** TRY IT **
Show each line from the records below in which the word "BrokerConfig" occurs.

Saved data entries
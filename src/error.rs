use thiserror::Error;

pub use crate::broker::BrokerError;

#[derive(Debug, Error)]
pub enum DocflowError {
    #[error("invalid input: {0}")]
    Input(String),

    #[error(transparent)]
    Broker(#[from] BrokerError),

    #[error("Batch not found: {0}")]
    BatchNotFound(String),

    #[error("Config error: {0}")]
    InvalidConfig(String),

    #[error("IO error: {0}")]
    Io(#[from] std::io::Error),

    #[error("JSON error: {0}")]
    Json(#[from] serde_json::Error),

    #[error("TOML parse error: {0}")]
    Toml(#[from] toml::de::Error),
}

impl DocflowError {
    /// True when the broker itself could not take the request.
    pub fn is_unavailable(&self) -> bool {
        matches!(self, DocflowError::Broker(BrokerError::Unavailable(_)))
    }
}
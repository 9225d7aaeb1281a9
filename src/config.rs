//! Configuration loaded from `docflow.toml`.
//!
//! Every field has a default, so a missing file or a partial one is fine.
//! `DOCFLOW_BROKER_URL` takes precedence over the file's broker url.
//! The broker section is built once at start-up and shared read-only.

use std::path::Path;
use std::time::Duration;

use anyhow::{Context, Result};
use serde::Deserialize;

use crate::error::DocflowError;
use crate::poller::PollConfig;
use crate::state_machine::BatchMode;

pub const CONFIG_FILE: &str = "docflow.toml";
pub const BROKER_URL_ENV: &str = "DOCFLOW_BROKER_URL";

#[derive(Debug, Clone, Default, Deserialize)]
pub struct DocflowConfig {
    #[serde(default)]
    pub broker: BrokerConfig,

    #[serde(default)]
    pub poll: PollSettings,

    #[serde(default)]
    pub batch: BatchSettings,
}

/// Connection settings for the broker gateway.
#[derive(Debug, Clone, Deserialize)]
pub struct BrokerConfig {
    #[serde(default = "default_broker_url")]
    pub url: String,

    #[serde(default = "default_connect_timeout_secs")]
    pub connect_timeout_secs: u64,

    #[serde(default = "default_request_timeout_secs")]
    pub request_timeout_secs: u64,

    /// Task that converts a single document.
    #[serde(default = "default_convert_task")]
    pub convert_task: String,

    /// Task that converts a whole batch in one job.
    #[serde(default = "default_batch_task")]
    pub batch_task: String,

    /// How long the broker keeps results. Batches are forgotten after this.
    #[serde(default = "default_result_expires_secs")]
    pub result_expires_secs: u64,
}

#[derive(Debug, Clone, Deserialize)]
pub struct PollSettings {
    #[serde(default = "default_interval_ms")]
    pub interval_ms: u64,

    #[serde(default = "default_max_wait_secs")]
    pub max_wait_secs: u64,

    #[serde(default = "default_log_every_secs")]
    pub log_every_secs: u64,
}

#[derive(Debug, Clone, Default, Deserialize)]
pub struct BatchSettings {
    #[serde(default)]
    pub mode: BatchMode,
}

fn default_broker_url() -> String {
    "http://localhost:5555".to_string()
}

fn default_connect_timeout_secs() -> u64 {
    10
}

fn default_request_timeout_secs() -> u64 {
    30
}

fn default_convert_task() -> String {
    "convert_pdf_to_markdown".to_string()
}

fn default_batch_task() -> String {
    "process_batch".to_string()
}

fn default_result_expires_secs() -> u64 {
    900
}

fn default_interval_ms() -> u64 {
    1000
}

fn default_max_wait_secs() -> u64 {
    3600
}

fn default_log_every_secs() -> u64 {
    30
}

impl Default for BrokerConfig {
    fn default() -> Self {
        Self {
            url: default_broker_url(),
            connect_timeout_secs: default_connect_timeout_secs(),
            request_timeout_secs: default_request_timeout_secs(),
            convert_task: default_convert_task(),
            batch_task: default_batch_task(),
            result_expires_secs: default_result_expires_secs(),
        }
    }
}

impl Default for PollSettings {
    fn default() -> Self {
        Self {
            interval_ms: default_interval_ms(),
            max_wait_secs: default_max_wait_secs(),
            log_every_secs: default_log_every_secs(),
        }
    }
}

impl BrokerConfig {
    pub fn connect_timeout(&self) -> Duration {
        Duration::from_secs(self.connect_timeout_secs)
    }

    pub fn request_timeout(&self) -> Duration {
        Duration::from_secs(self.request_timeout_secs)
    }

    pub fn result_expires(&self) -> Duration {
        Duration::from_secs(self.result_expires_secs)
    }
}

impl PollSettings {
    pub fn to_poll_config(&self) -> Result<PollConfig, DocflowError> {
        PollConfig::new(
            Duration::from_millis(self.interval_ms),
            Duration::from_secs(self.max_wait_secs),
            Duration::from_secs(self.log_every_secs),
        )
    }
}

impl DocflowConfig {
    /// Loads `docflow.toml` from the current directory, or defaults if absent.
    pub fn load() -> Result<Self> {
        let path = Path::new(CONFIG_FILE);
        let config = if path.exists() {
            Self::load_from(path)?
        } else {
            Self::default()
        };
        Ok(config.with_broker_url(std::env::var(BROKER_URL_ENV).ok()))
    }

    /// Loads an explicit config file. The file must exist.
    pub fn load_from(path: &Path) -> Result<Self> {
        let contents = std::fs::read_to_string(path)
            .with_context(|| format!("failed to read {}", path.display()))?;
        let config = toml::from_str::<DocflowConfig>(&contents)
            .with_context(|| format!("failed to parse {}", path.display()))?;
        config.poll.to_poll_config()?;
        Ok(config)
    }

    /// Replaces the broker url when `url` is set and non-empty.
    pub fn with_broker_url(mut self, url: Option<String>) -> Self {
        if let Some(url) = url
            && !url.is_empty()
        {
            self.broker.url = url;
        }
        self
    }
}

** SOLUTION TO THIS EXERCISE **
    pub broker: BrokerConfig,
pub struct BrokerConfig {
impl Default for BrokerConfig {
impl BrokerConfig {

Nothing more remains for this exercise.